Problem details: Nothing outside the stretch is wanted. Repeat exactly the lines of the listing below from the one that contains "pub enum Instruction" through the one that contains "matches!(self, Self::Thumb(_))", both ends included.

BEGIN Task input

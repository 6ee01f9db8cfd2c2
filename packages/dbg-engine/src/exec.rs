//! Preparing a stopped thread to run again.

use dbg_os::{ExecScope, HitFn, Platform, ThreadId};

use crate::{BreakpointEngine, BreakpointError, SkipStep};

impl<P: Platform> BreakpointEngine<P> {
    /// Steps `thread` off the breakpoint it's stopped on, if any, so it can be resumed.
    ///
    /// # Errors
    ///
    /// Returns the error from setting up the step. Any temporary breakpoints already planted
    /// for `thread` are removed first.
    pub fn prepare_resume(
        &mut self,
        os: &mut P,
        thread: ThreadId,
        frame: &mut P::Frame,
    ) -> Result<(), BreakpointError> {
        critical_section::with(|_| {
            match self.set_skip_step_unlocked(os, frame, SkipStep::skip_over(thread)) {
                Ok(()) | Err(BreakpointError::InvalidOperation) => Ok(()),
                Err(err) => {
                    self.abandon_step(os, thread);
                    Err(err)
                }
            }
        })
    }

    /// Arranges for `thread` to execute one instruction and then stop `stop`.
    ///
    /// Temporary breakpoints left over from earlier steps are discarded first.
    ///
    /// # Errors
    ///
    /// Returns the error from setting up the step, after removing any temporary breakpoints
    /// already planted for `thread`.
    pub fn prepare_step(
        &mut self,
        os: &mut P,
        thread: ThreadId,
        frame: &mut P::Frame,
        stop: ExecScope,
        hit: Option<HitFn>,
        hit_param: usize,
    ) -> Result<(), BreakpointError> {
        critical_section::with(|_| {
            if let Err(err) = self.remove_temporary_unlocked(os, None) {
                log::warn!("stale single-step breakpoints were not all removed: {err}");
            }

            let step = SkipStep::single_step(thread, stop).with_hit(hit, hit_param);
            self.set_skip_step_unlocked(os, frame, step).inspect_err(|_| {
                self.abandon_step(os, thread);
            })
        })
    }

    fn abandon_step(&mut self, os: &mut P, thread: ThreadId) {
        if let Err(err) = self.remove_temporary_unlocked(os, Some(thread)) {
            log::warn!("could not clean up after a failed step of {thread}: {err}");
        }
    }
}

END Task input
BEGIN Task input

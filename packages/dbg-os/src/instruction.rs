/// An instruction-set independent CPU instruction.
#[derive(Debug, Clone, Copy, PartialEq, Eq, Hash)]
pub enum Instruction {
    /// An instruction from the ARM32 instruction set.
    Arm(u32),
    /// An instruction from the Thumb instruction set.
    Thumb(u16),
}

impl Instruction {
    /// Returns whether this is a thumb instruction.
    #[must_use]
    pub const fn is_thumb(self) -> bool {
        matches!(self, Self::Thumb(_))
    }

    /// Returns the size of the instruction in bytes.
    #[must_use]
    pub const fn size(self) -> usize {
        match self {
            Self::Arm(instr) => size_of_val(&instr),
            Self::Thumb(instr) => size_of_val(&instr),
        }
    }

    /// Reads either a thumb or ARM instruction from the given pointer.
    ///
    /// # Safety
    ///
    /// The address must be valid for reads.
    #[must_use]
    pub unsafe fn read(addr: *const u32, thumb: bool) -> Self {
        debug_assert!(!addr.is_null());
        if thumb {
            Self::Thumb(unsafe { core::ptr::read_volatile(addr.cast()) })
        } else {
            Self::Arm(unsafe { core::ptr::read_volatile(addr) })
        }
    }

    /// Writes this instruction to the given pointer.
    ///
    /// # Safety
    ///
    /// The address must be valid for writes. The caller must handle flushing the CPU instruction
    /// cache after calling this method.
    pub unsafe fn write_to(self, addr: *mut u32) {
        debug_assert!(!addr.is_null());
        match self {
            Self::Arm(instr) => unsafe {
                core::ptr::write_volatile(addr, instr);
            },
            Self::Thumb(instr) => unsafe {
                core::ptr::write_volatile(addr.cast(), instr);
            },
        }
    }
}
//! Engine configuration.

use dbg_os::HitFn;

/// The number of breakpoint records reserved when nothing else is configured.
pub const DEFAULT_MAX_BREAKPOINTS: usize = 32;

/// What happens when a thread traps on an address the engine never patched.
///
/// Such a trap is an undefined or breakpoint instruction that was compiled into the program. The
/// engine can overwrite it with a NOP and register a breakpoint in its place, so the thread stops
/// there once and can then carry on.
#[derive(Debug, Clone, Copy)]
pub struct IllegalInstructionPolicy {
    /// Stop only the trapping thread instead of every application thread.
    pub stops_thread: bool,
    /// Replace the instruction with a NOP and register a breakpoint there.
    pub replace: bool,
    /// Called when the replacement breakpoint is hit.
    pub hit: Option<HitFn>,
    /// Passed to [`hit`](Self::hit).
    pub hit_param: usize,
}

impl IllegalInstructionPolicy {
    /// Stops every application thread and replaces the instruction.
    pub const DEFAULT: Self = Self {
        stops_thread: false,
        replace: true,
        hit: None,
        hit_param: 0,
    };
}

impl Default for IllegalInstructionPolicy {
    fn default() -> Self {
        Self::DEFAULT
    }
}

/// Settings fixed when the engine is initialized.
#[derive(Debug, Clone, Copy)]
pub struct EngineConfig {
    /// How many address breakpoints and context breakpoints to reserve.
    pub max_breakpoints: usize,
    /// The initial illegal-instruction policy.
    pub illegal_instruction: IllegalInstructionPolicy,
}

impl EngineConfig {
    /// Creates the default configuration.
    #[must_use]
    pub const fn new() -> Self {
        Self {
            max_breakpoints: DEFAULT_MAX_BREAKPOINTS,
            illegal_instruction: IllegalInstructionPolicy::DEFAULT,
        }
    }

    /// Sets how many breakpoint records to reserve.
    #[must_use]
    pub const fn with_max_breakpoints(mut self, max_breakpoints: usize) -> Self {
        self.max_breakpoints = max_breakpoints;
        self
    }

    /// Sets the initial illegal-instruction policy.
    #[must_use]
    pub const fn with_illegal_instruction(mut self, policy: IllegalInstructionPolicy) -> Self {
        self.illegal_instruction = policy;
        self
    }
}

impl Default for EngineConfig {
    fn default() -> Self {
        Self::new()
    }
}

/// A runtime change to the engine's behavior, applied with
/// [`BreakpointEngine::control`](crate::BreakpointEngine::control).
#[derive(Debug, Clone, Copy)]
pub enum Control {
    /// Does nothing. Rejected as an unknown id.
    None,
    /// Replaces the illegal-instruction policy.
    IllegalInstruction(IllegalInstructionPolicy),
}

END Task input

Response to this task:
pub enum Instruction {
    /// An instruction from the ARM32 instruction set.
    Arm(u32),
    /// An instruction from the Thumb instruction set.
    Thumb(u16),
}

impl Instruction {
    /// Returns whether this is a thumb instruction.
    #[must_use]
    pub const fn is_thumb(self) -> bool {
        matches!(self, Self::Thumb(_))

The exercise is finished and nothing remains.